Required action
Which lines of the entries below run from the one holding "and report output." to the one holding "use tokio::sync::broadcast;", inclusive? Set down exactly those lines and no others.

Source records
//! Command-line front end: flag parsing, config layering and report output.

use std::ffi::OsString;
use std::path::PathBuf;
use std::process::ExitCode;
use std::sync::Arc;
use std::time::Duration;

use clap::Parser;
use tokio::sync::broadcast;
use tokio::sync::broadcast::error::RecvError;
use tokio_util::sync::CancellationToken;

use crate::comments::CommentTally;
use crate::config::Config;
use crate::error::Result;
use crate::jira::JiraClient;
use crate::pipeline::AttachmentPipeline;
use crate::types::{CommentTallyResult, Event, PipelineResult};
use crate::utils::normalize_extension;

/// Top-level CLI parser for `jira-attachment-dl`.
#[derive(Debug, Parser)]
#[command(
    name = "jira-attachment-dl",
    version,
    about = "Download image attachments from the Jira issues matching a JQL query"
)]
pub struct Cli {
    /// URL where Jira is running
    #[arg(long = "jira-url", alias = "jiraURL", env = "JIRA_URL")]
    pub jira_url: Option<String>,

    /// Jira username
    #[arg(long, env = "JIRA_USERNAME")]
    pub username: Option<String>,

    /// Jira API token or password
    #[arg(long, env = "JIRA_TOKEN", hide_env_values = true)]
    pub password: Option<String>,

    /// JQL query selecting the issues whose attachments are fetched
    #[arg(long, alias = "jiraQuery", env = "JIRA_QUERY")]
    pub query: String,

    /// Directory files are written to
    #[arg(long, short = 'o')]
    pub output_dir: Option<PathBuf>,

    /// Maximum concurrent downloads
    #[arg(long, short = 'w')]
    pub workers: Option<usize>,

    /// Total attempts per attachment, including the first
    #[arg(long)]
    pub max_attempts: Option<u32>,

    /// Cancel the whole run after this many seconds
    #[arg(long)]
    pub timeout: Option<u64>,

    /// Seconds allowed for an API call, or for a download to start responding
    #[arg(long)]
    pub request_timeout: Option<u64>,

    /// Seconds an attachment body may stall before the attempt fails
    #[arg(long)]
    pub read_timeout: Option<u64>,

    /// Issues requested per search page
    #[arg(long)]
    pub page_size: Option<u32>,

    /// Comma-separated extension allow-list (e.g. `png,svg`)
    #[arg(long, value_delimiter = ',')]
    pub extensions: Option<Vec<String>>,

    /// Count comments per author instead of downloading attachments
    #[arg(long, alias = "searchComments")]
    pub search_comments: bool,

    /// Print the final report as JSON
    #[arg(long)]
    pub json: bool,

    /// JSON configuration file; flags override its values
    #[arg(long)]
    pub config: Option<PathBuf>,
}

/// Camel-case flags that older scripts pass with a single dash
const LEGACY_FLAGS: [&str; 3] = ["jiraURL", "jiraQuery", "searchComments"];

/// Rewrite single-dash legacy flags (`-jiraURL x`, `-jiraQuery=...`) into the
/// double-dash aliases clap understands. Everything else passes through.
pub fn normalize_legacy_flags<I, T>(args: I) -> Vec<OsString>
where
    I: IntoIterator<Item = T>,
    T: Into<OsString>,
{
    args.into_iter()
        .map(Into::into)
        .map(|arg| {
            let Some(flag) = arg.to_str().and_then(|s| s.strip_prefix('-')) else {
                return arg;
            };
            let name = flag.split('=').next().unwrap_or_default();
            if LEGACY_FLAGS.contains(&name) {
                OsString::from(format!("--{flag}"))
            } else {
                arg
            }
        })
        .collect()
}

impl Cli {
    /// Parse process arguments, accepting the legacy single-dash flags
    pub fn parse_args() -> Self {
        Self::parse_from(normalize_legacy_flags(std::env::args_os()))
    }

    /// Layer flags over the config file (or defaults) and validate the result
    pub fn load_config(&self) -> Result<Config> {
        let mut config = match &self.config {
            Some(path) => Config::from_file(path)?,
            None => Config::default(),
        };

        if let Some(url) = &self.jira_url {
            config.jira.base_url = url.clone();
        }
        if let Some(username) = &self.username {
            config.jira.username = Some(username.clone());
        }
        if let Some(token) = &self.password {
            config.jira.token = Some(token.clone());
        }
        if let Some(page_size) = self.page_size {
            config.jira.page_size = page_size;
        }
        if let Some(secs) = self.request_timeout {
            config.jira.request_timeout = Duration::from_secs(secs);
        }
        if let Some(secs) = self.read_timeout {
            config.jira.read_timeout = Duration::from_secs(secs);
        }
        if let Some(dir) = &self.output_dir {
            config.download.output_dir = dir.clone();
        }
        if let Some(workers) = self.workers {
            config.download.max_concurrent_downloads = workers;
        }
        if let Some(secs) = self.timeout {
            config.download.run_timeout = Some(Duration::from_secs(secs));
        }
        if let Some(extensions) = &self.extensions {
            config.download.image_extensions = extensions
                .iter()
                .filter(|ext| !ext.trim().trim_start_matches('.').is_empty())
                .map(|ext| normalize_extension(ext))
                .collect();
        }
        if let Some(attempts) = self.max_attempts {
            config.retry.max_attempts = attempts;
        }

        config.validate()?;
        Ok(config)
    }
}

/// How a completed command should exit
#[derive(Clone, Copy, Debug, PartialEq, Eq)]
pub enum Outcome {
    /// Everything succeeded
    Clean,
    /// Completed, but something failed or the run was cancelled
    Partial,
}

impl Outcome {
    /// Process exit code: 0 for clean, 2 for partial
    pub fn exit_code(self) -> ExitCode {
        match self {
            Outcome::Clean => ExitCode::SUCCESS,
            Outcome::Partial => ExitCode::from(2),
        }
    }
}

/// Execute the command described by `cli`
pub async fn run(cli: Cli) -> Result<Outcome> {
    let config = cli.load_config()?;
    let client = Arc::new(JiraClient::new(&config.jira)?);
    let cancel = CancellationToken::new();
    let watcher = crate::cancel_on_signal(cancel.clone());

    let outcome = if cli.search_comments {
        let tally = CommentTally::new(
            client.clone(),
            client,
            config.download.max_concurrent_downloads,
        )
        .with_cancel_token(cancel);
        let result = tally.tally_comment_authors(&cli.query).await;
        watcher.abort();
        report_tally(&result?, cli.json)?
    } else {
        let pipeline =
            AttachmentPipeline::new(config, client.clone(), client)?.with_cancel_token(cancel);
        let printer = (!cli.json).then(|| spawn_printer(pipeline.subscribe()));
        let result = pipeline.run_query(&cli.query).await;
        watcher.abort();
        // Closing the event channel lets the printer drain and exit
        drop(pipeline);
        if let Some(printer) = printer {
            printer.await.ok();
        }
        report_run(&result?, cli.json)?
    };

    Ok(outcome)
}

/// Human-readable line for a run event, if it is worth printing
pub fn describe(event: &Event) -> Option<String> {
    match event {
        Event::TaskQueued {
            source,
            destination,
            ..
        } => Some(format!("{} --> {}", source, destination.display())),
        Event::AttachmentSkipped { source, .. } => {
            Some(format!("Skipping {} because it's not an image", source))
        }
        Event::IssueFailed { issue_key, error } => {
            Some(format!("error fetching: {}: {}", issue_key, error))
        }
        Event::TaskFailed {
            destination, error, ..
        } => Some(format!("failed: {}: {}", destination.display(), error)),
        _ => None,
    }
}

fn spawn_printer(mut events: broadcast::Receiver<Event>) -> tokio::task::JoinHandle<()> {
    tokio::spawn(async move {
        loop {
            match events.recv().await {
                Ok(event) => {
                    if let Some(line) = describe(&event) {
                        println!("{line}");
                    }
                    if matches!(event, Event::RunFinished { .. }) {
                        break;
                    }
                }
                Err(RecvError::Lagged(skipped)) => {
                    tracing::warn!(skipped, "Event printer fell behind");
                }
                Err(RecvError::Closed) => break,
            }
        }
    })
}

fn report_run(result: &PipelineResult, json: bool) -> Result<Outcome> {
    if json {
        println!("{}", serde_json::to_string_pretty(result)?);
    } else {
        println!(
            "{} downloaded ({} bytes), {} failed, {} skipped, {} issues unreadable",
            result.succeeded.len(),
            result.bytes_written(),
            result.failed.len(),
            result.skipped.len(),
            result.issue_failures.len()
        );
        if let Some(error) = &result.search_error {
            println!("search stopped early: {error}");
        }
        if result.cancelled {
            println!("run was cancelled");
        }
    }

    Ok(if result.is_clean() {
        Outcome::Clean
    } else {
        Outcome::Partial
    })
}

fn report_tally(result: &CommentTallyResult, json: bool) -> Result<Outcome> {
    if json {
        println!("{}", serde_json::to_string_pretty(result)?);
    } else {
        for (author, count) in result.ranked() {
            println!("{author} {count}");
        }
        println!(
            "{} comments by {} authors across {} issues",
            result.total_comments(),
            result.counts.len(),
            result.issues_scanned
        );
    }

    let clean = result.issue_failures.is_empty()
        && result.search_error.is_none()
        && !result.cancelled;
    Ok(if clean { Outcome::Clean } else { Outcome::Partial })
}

...

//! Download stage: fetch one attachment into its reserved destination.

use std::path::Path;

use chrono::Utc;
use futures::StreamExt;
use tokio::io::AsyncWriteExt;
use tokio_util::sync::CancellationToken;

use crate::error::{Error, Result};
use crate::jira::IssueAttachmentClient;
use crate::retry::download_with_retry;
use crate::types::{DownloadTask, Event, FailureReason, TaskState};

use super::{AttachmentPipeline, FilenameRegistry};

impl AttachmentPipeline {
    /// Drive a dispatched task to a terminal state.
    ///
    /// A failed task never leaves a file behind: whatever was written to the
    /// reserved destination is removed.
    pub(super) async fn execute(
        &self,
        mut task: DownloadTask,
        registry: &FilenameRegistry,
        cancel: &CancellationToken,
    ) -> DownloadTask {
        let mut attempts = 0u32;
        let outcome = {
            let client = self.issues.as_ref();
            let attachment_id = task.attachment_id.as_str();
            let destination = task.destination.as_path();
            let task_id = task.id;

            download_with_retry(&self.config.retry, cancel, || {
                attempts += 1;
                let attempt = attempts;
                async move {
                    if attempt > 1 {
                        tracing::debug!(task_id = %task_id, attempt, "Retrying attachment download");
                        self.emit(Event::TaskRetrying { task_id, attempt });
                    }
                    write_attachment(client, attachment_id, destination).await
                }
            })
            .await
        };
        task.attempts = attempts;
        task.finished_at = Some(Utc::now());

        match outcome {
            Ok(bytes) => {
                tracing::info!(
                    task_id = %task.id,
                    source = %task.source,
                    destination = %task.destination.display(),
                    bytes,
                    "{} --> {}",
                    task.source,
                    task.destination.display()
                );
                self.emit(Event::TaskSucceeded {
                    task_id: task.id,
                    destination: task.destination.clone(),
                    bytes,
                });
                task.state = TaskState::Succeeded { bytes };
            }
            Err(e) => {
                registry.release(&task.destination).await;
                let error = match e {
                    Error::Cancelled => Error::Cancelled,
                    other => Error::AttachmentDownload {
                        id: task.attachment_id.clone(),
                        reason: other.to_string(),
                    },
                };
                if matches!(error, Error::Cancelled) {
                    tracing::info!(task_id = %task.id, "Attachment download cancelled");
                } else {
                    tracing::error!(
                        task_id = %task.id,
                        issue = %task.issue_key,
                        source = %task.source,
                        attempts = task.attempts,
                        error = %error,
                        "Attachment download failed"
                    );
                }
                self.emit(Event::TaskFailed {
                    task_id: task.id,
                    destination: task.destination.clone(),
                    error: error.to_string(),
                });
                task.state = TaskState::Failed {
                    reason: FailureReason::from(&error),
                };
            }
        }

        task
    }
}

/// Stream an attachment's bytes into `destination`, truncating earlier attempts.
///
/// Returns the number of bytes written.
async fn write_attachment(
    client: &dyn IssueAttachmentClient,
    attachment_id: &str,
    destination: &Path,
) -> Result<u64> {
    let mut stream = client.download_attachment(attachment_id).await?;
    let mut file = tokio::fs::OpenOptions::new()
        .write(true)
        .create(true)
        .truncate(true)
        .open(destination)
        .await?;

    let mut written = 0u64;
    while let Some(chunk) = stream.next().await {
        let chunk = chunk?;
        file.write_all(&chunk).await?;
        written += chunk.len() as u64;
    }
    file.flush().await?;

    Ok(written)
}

---

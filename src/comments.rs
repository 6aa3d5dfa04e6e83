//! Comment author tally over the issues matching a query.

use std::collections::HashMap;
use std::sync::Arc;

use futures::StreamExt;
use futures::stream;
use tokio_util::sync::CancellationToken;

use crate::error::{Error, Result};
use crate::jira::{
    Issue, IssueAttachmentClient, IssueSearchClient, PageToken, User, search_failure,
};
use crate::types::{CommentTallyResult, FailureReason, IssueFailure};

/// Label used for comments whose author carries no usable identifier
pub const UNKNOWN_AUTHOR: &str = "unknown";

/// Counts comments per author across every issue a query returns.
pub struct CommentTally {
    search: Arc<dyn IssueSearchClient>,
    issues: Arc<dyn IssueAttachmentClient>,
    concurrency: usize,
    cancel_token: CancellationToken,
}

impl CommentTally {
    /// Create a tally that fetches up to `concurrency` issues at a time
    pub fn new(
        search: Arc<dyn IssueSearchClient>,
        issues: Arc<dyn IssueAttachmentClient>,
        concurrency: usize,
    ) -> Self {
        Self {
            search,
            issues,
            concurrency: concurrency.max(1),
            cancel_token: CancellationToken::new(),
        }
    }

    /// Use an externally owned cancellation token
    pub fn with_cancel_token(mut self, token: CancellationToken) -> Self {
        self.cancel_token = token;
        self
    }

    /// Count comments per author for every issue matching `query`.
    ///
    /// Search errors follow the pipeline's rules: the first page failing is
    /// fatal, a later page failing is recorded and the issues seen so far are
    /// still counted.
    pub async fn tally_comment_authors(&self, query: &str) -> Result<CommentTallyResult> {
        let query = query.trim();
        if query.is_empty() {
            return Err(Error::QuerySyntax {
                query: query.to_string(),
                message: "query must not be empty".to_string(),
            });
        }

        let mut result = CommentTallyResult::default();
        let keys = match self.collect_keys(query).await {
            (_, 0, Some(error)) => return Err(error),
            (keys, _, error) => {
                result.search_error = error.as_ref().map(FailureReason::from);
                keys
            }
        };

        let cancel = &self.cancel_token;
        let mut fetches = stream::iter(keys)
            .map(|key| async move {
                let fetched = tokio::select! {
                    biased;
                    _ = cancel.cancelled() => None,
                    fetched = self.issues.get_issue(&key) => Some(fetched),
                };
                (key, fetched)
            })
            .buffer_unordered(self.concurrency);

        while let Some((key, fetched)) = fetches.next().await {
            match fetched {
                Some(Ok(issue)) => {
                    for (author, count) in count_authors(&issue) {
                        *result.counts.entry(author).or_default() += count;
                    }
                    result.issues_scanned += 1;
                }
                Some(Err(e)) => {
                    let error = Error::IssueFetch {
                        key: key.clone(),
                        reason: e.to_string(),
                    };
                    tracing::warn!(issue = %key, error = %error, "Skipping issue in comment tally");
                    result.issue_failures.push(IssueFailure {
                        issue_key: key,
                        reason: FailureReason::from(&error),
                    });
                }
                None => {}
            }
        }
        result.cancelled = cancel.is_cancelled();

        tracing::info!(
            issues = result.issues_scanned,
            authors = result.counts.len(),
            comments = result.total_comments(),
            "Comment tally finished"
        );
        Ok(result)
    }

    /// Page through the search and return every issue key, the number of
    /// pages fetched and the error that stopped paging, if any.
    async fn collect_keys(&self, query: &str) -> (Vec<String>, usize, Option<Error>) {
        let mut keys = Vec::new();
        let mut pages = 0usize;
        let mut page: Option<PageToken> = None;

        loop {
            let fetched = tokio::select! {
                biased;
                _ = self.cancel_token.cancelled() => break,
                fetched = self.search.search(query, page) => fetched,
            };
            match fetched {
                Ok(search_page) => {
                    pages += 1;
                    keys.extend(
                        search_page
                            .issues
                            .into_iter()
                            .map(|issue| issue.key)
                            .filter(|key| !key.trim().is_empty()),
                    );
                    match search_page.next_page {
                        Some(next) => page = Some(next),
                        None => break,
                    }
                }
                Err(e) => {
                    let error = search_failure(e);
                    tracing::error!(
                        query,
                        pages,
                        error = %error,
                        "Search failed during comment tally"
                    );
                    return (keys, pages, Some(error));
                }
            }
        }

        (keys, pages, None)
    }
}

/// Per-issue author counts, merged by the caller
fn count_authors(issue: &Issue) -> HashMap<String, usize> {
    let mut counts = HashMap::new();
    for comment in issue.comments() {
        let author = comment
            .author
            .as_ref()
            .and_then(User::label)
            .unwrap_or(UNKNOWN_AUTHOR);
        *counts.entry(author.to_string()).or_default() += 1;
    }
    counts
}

Exercise result
//! Command-line front end: flag parsing, config layering and report output.

use std::ffi::OsString;
use std::path::PathBuf;
use std::process::ExitCode;
use std::sync::Arc;
use std::time::Duration;

use clap::Parser;
use tokio::sync::broadcast;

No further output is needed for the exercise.